Exercise aim. From the entries below, copy out every line with "SuspendEvent" in it.

Source records.
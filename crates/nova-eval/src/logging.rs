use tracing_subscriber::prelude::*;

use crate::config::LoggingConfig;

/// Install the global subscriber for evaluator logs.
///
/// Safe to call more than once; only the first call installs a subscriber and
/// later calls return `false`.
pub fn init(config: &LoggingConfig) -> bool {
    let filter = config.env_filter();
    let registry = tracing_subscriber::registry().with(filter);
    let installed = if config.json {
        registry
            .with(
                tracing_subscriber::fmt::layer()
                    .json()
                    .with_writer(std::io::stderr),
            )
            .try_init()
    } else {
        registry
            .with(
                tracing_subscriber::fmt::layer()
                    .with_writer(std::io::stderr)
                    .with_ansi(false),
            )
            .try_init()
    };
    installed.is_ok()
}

---

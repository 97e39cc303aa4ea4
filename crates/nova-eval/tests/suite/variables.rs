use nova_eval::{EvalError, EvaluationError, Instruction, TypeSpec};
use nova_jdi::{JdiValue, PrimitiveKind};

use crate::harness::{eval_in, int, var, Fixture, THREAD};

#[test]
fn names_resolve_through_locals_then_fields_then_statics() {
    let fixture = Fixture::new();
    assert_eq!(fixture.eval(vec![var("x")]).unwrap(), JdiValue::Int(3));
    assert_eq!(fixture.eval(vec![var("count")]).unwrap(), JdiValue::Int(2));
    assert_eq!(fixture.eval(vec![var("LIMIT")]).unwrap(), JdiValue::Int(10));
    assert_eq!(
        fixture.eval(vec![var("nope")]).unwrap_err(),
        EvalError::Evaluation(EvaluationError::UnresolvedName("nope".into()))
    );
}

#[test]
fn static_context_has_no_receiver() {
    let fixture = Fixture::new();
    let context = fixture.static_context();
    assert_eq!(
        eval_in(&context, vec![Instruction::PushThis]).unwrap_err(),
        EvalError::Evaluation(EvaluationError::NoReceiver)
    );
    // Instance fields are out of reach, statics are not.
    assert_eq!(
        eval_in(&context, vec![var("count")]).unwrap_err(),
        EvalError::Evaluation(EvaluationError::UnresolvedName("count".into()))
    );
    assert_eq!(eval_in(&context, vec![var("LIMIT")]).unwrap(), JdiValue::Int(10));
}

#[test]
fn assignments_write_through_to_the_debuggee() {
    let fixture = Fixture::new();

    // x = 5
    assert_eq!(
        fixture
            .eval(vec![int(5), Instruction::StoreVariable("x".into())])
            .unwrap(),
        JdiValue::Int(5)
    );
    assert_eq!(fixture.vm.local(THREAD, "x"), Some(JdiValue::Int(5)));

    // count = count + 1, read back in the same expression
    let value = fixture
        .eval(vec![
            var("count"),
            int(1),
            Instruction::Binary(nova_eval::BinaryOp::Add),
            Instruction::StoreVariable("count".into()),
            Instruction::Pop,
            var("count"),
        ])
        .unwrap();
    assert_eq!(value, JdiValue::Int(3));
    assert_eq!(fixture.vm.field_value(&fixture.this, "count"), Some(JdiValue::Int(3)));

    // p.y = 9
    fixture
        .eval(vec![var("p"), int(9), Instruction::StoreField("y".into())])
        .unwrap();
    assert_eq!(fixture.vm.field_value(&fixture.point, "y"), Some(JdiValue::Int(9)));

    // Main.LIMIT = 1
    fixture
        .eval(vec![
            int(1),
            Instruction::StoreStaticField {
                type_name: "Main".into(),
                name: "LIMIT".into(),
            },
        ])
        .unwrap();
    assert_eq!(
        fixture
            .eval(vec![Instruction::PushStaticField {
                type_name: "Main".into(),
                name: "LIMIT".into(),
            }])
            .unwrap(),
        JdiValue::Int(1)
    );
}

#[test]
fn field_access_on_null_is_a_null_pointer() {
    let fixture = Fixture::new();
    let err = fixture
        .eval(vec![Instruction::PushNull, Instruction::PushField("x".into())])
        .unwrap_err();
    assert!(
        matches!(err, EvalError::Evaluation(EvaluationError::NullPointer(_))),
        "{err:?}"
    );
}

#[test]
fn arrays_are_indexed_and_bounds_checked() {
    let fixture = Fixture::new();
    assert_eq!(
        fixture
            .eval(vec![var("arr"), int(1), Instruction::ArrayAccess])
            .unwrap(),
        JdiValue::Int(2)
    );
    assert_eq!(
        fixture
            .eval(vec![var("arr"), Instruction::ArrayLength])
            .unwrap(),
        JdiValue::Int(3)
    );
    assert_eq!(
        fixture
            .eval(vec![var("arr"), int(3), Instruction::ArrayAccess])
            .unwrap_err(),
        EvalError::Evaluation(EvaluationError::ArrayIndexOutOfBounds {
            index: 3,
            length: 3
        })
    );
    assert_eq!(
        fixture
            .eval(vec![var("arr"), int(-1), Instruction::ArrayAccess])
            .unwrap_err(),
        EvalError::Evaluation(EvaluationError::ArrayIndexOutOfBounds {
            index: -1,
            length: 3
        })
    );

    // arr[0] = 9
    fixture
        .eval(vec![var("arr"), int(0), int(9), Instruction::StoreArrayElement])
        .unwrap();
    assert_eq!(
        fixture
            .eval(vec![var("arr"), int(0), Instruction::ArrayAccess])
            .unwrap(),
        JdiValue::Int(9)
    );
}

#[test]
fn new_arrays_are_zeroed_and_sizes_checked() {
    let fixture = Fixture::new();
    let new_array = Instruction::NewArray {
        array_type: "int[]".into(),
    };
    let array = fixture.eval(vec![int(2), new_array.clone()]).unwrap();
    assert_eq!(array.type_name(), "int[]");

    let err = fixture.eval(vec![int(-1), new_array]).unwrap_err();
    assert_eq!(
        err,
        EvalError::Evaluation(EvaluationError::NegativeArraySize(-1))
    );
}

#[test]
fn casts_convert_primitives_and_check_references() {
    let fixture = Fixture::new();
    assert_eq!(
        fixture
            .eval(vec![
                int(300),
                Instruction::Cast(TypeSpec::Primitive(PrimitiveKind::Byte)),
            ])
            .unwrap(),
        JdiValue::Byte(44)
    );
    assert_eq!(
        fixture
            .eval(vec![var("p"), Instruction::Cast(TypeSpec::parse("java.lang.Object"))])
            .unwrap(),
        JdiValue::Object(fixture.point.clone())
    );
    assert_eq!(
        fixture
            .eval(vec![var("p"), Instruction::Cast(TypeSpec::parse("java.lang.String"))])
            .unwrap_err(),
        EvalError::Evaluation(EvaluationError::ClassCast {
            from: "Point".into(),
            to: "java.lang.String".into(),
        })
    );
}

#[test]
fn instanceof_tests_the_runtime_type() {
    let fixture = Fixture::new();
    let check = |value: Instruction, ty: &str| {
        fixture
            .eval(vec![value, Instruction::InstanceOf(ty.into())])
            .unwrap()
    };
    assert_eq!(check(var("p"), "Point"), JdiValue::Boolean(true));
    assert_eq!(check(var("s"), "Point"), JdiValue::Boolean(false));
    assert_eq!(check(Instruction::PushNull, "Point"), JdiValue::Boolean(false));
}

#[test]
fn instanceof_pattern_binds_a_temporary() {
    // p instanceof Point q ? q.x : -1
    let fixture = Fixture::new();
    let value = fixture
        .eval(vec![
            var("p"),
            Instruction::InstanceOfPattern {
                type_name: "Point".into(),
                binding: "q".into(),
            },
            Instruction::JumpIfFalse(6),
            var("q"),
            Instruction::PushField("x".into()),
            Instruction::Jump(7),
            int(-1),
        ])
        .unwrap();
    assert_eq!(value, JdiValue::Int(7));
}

* * *

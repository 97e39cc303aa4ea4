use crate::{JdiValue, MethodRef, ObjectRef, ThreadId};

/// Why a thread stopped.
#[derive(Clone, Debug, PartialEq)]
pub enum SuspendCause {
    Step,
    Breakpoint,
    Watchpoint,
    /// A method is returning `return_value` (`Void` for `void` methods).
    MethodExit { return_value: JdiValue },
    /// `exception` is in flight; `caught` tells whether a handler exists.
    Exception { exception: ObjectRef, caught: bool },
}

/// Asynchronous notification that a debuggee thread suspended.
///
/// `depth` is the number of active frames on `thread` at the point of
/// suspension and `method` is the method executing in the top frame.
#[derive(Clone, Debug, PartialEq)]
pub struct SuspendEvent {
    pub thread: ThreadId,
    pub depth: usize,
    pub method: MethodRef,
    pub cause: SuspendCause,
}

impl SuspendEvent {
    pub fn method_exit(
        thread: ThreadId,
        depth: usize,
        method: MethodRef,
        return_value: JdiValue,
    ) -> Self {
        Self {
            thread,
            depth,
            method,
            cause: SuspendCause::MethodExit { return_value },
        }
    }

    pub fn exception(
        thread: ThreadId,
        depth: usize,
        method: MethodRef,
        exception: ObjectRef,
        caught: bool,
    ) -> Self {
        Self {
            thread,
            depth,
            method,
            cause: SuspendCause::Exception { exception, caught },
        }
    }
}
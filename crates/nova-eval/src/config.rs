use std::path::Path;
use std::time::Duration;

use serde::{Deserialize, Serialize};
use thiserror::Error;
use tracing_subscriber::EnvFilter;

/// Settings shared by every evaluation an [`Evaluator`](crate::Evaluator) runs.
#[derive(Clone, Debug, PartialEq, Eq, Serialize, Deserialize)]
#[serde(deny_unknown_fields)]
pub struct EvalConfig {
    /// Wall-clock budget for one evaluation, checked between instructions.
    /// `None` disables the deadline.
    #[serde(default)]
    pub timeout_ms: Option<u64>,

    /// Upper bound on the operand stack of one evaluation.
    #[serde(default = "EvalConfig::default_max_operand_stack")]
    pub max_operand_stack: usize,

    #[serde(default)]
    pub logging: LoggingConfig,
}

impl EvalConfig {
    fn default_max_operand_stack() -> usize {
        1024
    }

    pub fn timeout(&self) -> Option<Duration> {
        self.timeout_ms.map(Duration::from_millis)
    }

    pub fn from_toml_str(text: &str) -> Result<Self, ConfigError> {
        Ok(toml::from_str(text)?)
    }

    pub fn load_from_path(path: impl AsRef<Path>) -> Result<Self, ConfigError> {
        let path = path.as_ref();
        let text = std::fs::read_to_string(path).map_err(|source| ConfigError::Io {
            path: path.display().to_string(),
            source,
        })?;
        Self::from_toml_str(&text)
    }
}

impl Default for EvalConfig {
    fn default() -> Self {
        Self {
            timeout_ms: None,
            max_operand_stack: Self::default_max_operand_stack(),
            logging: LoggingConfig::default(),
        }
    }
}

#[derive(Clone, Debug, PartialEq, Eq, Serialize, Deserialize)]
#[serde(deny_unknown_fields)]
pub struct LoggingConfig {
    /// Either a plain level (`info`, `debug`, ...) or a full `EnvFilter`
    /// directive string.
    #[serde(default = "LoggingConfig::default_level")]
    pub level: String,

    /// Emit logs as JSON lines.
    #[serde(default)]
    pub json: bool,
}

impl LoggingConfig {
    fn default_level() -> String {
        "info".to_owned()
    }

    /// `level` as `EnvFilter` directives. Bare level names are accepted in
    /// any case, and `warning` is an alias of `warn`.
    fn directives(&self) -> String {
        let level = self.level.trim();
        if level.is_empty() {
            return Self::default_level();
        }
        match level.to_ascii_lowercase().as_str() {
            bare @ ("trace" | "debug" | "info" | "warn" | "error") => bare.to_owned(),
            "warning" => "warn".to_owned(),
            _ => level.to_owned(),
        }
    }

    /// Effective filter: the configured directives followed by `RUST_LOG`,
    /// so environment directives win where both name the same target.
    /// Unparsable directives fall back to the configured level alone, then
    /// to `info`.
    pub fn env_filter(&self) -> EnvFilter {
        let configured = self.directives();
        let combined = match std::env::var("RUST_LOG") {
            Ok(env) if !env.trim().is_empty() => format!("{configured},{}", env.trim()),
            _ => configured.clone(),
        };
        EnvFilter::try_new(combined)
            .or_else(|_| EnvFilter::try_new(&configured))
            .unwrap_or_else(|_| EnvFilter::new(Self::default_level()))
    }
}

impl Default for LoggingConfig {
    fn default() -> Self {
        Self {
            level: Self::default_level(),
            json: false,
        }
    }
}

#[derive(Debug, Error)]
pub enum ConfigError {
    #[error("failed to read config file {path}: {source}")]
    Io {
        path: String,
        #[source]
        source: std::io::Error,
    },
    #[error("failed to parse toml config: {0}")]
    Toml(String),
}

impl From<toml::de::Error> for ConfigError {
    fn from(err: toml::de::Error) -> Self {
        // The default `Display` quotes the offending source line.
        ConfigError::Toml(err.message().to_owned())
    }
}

Final answer.
pub struct SuspendEvent {
impl SuspendEvent {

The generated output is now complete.